In the United States, 82 percent of people now have a negative opinion About ChinaAs a result, US hatred of China has reached an all-time high. This is according to a Pew Research Center report based on a study of more than 3,500 American adults in March.
The Researchers 40% of Americans now have a very negative opinion of China. This unfavorable position is particularly noticeable among conservative Americans.
Negative attitudes towards China in the United States have increased sharply over the past five years. The event may be linked to tensions surrounding trade, national security, human rights and the outbreak of the corona epidemic.
However, researchers point out that China existed Rather than being a rival rather than an adversary Named. For 62 percent of Americans, China is the primary competitor, and 25 percent see Asia as the primary adversary. Another 10 percent consider China a partner.

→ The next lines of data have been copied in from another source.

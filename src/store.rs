//! Global UI State Store
//!
//! Uses Leptos reactive_stores for fine-grained reactivity. Written by the
//! presenter after each render cycle, read by the components.

use leptos::prelude::*;
use reactive_stores::Store;

use crate::form::TaskForm;
use crate::frame::Frame;
use crate::models::{FilterMode, Toast, ViewMode};
use crate::reconciler::Phase;
use crate::theme::Theme;

/// Toast on screen, keyed for removal
#[derive(Clone, Debug, PartialEq)]
pub struct ToastEntry {
    pub id: u32,
    pub toast: Toast,
}

/// UI state with field-level reactivity
#[derive(Clone, Debug, Default, Store)]
pub struct UiState {
    /// Phase of the latest render cycle
    pub phase: Phase,
    /// Cards, counts and layout of the latest render cycle
    pub frame: Frame,
    /// Selected filter, highlighted before the refetch returns
    pub filter: FilterMode,
    /// Selected layout, highlighted before the refetch returns
    pub view: ViewMode,
    pub toasts: Vec<ToastEntry>,
    pub next_toast_id: u32,
    /// Open create/edit form (None = modal closed)
    pub form: Option<TaskForm>,
    pub theme: Theme,
}

/// Type alias for the store
pub type UiStore = Store<UiState>;

/// Get the UI store from context
pub fn use_ui_store() -> UiStore {
    expect_context::<UiStore>()
}

// ========================
// Store Helper Functions
// ========================

/// Push a toast and return its id
pub fn store_push_toast(store: &UiStore, toast: Toast) -> u32 {
    let counter = store.next_toast_id();
    counter.update(|next| *next += 1);
    let id = counter.get_untracked();
    store.toasts().write().push(ToastEntry { id, toast });
    id
}

/// Remove a toast by ID
pub fn store_dismiss_toast(store: &UiStore, toast_id: u32) {
    store.toasts().write().retain(|entry| entry.id != toast_id);
}

#[cfg(test)]
mod tests {
    use super::*;
    use crate::models::ToastKind;

    #[test]
    fn test_toast_ids_increase() {
        let owner = Owner::new();
        owner.with(|| {
            let store = Store::new(UiState::default());
            let first = store_push_toast(&store, Toast::success("Task created"));
            let second = store_push_toast(&store, Toast::error("Delete failed"));
            assert!(second > first);
            assert_eq!(store.next_toast_id().get_untracked(), second);

            let toasts = store.toasts().get_untracked();
            assert_eq!(toasts.len(), 2);
            assert_eq!(toasts[1].toast.kind, ToastKind::Error);
        });
    }

    #[test]
    fn test_dismiss_removes_only_matching_toast() {
        let owner = Owner::new();
        owner.with(|| {
            let store = Store::new(UiState::default());
            let first = store_push_toast(&store, Toast::success("Task completed"));
            let second = store_push_toast(&store, Toast::warning("Task deleted"));

            store_dismiss_toast(&store, first);
            let ids: Vec<u32> = store.toasts().get_untracked().iter().map(|e| e.id).collect();
            assert_eq!(ids, vec![second]);

            // unknown ids are ignored
            store_dismiss_toast(&store, first);
            assert_eq!(store.toasts().get_untracked().len(), 1);
        });
    }
}
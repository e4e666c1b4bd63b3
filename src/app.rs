//! Focus & Flow Frontend App
//!
//! Wires the REST store, the presenter and the reconciler together and lays
//! out the sidebar, toolbar, board, modal and toasts.

use leptos::ev;
use leptos::prelude::*;
use reactive_stores::Store;

use crate::commands::{BrowserConfirm, HttpTaskStore};
use crate::components::{FilterNav, TaskBoard, TaskFormModal, ToastStack, Toolbar};
use crate::config::AppConfig;
use crate::context::AppContext;
use crate::presenter::SignalPresenter;
use crate::reconciler::Reconciler;
use crate::store::UiState;
use crate::theme::{apply_theme, load_theme};

#[component]
pub fn App() -> impl IntoView {
    let config = AppConfig::from_page();
    tracing::info!("starting against {}", config.api_base);

    // Theme is read once at startup
    let theme = load_theme(&config.theme_storage_key);
    apply_theme(theme);

    let ui = Store::new(UiState { theme, ..Default::default() });
    let reconciler = Reconciler::new(
        HttpTaskStore::new(config.api_base.clone()),
        SignalPresenter::new(ui, config.toast_duration_ms),
        BrowserConfirm,
    );
    let ctx = AppContext::new(reconciler, ui, config.theme_storage_key);

    // Provide context to all children
    provide_context(ctx);
    provide_context(ui);

    let _ = window_event_listener(ev::keydown, move |ev| {
        if ev.key() == "Escape" {
            ctx.close_form();
        }
    });

    // Initial render cycle on mount
    Effect::new(move |_| {
        ctx.render();
    });

    view! {
        <div class="app-layout">
            <aside class="sidebar">
                <h1 class="brand">"Focus & Flow"</h1>
                <FilterNav />
            </aside>

            <main class="main-content">
                <Toolbar />
                <TaskBoard />
            </main>

            <TaskFormModal />
            <ToastStack />
        </div>
    }
}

Significantly, in January, only 54 percent of those surveyed saw China as a primary competitor, while nearly 35 percent described the country as a primary adversary. The latter figures show a situation compared to the previous year.

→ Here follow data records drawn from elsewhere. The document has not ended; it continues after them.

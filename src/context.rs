//! Application Context
//!
//! Shared handle provided via Leptos Context API. Components call into the
//! reconciler through it; each call runs on the local task queue.

use std::future::Future;
use std::rc::Rc;

use leptos::prelude::*;
use leptos::task::spawn_local;
use tracing::debug;

use crate::commands::{BrowserConfirm, HttpTaskStore};
use crate::form::TaskForm;
use crate::models::{FilterMode, ItemAction, ViewMode};
use crate::presenter::SignalPresenter;
use crate::reconciler::Reconciler;
use crate::store::{UiStateStoreFields, UiStore};
use crate::theme::{apply_theme, save_theme};

pub type AppReconciler = Reconciler<HttpTaskStore, SignalPresenter, BrowserConfirm>;

/// App-wide handles provided via context
#[derive(Clone, Copy)]
pub struct AppContext {
    /// Reconciler; lives on the WASM thread only
    reconciler: StoredValue<Rc<AppReconciler>, LocalStorage>,
    /// Reactive UI state written by the presenter
    pub ui: UiStore,
    /// Browser storage key of the theme preference
    theme_key: StoredValue<String>,
}

impl AppContext {
    pub fn new(reconciler: AppReconciler, ui: UiStore, theme_key: String) -> Self {
        Self {
            reconciler: StoredValue::new_local(Rc::new(reconciler)),
            ui,
            theme_key: StoredValue::new(theme_key),
        }
    }

    fn spawn<F, Fut>(&self, run: F)
    where
        F: FnOnce(Rc<AppReconciler>) -> Fut,
        Fut: Future<Output = ()> + 'static,
    {
        let reconciler = self.reconciler.get_value();
        spawn_local(run(reconciler));
    }

    /// Start a render cycle
    pub fn render(&self) {
        self.spawn(|r| async move {
            let outcome = r.render().await;
            debug!("{:?}: phase {:?}, {} tasks cached", outcome, r.phase(), r.counts().all);
        });
    }

    pub fn set_filter(&self, filter: FilterMode) {
        *self.ui.filter().write() = filter;
        self.spawn(move |r| async move {
            r.set_filter(filter).await;
        });
    }

    pub fn set_search(&self, search: String) {
        self.spawn(move |r| async move {
            r.set_search(search).await;
        });
    }

    pub fn set_view_mode(&self, view: ViewMode) {
        *self.ui.view().write() = view;
        self.spawn(move |r| async move {
            r.set_view_mode(view).await;
        });
    }

    /// Delegated card action
    pub fn dispatch(&self, id: u32, action: ItemAction) {
        self.spawn(move |r| async move {
            r.dispatch(id, action).await;
        });
    }

    pub fn open_create(&self) {
        self.reconciler.get_value().open_create();
    }

    pub fn close_form(&self) {
        self.reconciler.get_value().close_form();
    }

    pub fn submit(&self, form: TaskForm) {
        self.spawn(move |r| async move {
            // already surfaced as a toast
            if let Err(e) = r.submit(form).await {
                debug!("submission rejected: {}", e);
            }
        });
    }

    /// Flip light/dark, persist and apply it
    pub fn toggle_theme(&self) {
        let next = self.ui.theme().get_untracked().toggled();
        *self.ui.theme().write() = next;
        self.theme_key.with_value(|key| save_theme(key, next));
        apply_theme(next);
    }
}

The researchers argued that especially in Republican circles Very negative comments about China Circling. Of these groups, 89 percent seem to have a negative image of China, compared to 79 percent in democratic circles.

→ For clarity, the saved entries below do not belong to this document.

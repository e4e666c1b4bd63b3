//! Signal Presenter
//!
//! Writes render cycle results into the reactive UI store.

use gloo_timers::future::TimeoutFuture;
use leptos::prelude::*;
use leptos::task::spawn_local;

use crate::form::TaskForm;
use crate::frame::Frame;
use crate::models::Toast;
use crate::reconciler::{Phase, Presenter};
use crate::store::{store_dismiss_toast, store_push_toast, UiStateStoreFields, UiStore};

pub struct SignalPresenter {
    store: UiStore,
    toast_duration_ms: u32,
}

impl SignalPresenter {
    pub fn new(store: UiStore, toast_duration_ms: u32) -> Self {
        Self { store, toast_duration_ms }
    }
}

impl Presenter for SignalPresenter {
    fn show_loading(&self) {
        *self.store.phase().write() = Phase::Loading;
        self.store.frame().write().items.clear();
    }

    fn show_failed(&self) {
        *self.store.phase().write() = Phase::Failed;
    }

    fn show_frame(&self, frame: &Frame) {
        *self.store.frame().write() = frame.clone();
        *self.store.phase().write() = Phase::Rendered;
    }

    fn notify(&self, toast: Toast) {
        let store = self.store;
        let duration = self.toast_duration_ms;
        let id = store_push_toast(&store, toast);
        spawn_local(async move {
            TimeoutFuture::new(duration).await;
            store_dismiss_toast(&store, id);
        });
    }

    fn open_form(&self, form: TaskForm) {
        *self.store.form().write() = Some(form);
    }

    fn close_form(&self) {
        *self.store.form().write() = None;
    }
}

#[cfg(test)]
mod tests {
    use reactive_stores::Store;

    use super::*;
    use crate::frame::DisplayItem;
    use crate::models::{Counts, Task, ViewMode};
    use crate::store::UiState;

    fn frame_of(titles: &[&str]) -> Frame {
        let tasks: Vec<Task> = titles
            .iter()
            .enumerate()
            .map(|(i, title)| Task {
                id: i as u32 + 1,
                title: title.to_string(),
                desc: String::new(),
                is_complete: false,
            })
            .collect();
        Frame {
            counts: Counts::from_tasks(&tasks),
            items: tasks.into_iter().enumerate().map(|(i, t)| DisplayItem::new(t, i)).collect(),
            view_mode: ViewMode::List,
        }
    }

    #[test]
    fn test_cycle_writes_reach_the_store() {
        let owner = Owner::new();
        owner.with(|| {
            let store = Store::new(UiState::default());
            let presenter = SignalPresenter::new(store, 3000);
            let frame = frame_of(&["Buy milk", "Call mom"]);

            presenter.show_frame(&frame);
            assert_eq!(store.phase().get_untracked(), Phase::Rendered);
            assert_eq!(store.frame().get_untracked(), frame);

            presenter.show_loading();
            assert_eq!(store.phase().get_untracked(), Phase::Loading);
            assert!(store.frame().get_untracked().items.is_empty());
            // counts stay until the next frame
            assert_eq!(store.frame().get_untracked().counts.all, 2);

            presenter.show_failed();
            assert_eq!(store.phase().get_untracked(), Phase::Failed);
            assert!(store.frame().get_untracked().items.is_empty());
        });
    }

    #[test]
    fn test_form_open_and_close() {
        let owner = Owner::new();
        owner.with(|| {
            let store = Store::new(UiState::default());
            let presenter = SignalPresenter::new(store, 3000);

            presenter.open_form(TaskForm::blank());
            assert!(store.form().get_untracked().is_some_and(|form| form.id.is_none()));

            presenter.close_form();
            assert!(store.form().get_untracked().is_none());
        });
    }
}
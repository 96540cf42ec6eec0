use std::io::{self, Stdout};
use std::time::Duration;

use crossterm::{
    event::{self, Event as CrosstermEvent, EventStream},
    execute,
    terminal::{disable_raw_mode, enable_raw_mode, EnterAlternateScreen, LeaveAlternateScreen},
};
use futures::StreamExt;
use ratatui::backend::CrosstermBackend;
use ratatui::Terminal;
use tokio::sync::mpsc;
use tokio::time::interval;
use tokio_util::sync::CancellationToken;

use crate::error::Result;
use crate::event::{Event, Key};

pub type Tui = Terminal<CrosstermBackend<Stdout>>;

pub fn init() -> Result<Tui> {
    execute!(io::stdout(), EnterAlternateScreen)?;
    enable_raw_mode()?;
    Ok(Terminal::new(CrosstermBackend::new(io::stdout()))?)
}

pub fn restore() -> Result<()> {
    execute!(io::stdout(), LeaveAlternateScreen)?;
    disable_raw_mode()?;
    Ok(())
}

/// Reads terminal input on a background task and forwards it, interleaved
/// with tick and render events, to the control loop.
pub struct EventHandler {
    rx: mpsc::UnboundedReceiver<Event>,
    cancel: CancellationToken,
    task: tokio::task::JoinHandle<()>,
}

impl EventHandler {
    pub fn new(tick_rate: Duration, render_rate: Duration) -> Self {
        let (tx, rx) = mpsc::unbounded_channel();
        let cancel = CancellationToken::new();
        let task_cancel = cancel.clone();

        let task = tokio::spawn(async move {
            let mut reader = EventStream::new();
            let mut tick_interval = interval(tick_rate);
            let mut render_interval = interval(render_rate);

            loop {
                tokio::select! {
                    _ = task_cancel.cancelled() => break,
                    _ = tick_interval.tick() => {
                        tx.send(Event::Tick).ok();
                    }
                    _ = render_interval.tick() => {
                        tx.send(Event::Render).ok();
                    }
                    Some(Ok(evt)) = reader.next() => match evt {
                        CrosstermEvent::Key(key) if key.kind == event::KeyEventKind::Press => {
                            tx.send(Event::Key(Key::from(key))).ok();
                        }
                        CrosstermEvent::Resize(width, height) => {
                            tx.send(Event::Resize(width, height)).ok();
                        }
                        _ => {}
                    },
                }
            }
        });

        Self { rx, cancel, task }
    }

    pub async fn next(&mut self) -> Option<Event> {
        self.rx.recv().await
    }
}

impl Drop for EventHandler {
    fn drop(&mut self) {
        self.cancel.cancel();
        self.task.abort();
    }
}
use async_trait::async_trait;

use crate::error::SearchError;
use crate::request::SearchRequest;
use crate::types::ResultSet;

#[async_trait]
pub trait SearchClient: Send + Sync + std::fmt::Debug {
    fn name(&self) -> &str;

    /// Browser URL showing the same search
    fn web_url(&self, request: &SearchRequest) -> String;

    async fn search(&self, request: &SearchRequest) -> Result<ResultSet, SearchError>;
}
use serde::Deserialize;
use std::collections::HashMap;
use std::path::{Path, PathBuf};
use std::time::Duration;

use crate::request::{RequestOptions, DEFAULT_PER_PAGE};
use crate::types::SearchKind;

#[derive(Debug, Clone, Deserialize)]
#[serde(default)]
pub struct SearchConfig {
    pub per_page: u8,
    pub timeout_secs: u64,
    pub order: Option<String>,
    /// Sort key per search kind, e.g. `repositories = "stars"`
    pub sort: HashMap<SearchKind, String>,
}

impl Default for SearchConfig {
    fn default() -> Self {
        Self {
            per_page: DEFAULT_PER_PAGE,
            timeout_secs: 15,
            order: None,
            sort: HashMap::new(),
        }
    }
}

impl SearchConfig {
    pub fn timeout(&self) -> Duration {
        Duration::from_secs(self.timeout_secs.max(1))
    }

    /// First-page options for a new search of `kind`
    pub fn request_options(&self, kind: SearchKind) -> RequestOptions {
        RequestOptions {
            page: 1,
            per_page: self.per_page,
            sort: self.sort.get(&kind).cloned(),
            order: self.order.clone(),
        }
    }
}

#[derive(Debug, Clone, Deserialize)]
#[serde(default)]
pub struct GitHubConfig {
    pub api_url: Option<String>,
    pub token_env: String,
}

impl Default for GitHubConfig {
    fn default() -> Self {
        Self {
            api_url: None,
            token_env: "GITHUB_TOKEN".to_string(),
        }
    }
}

impl GitHubConfig {
    /// Token from the configured environment variable, if set and non-empty
    pub fn token(&self) -> Option<String> {
        std::env::var(&self.token_env)
            .ok()
            .filter(|token| !token.is_empty())
    }
}

#[derive(Debug, Clone, Default, Deserialize)]
pub struct Config {
    #[serde(default)]
    pub search: SearchConfig,
    #[serde(default)]
    pub github: GitHubConfig,
}

pub fn config_path() -> Option<PathBuf> {
    let config_dir = dirs::config_dir()?;
    Some(config_dir.join("ghs").join("config.toml"))
}

impl Config {
    /// Load from `path`, or the default location. Missing or unreadable
    /// files fall back to defaults.
    pub fn load(path: Option<&Path>) -> Self {
        let path = match path {
            Some(path) => path.to_path_buf(),
            None => match config_path() {
                Some(path) => path,
                None => return Config::default(),
            },
        };

        let Ok(content) = std::fs::read_to_string(&path) else {
            tracing::debug!(path = %path.display(), "no config file, using defaults");
            return Config::default();
        };

        match toml::from_str::<Config>(&content) {
            Ok(config) => config,
            Err(e) => {
                tracing::warn!(path = %path.display(), error = %e, "invalid config, using defaults");
                Config::default()
            }
        }
    }
}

Differences only increase when economic issues are discussed. Republican respondents are more likely to report poor economic relations between the two countries. It was also a place where strong support could be found for a tough economic policy towards the Asian country.
In addition, it has been established that most Americans still regard their country as the largest world power, but China’s progress is also clear. 42 percent of respondents, China The world’s leading economic power ஆக. It was 11 percentage points higher than it was two years ago.
19 percent say China has now become the world’s most important military power. This represents a 13 percent increase.
The study found large differences in attitudes towards China between older and younger Americans. Older Americans are more likely to have a negative view of China. They are more likely to talk about the bad relationship between the two countries, and more likely to describe China as the enemy.
The impact of the age difference is particularly significant when discussing relations between China and Taiwan. Among Americans over the age of 65, 52 percent identify tensions between China and Taiwan as a particularly serious problem. However, among those aged eighteen and twenty-nine, that number drops to 26 percent.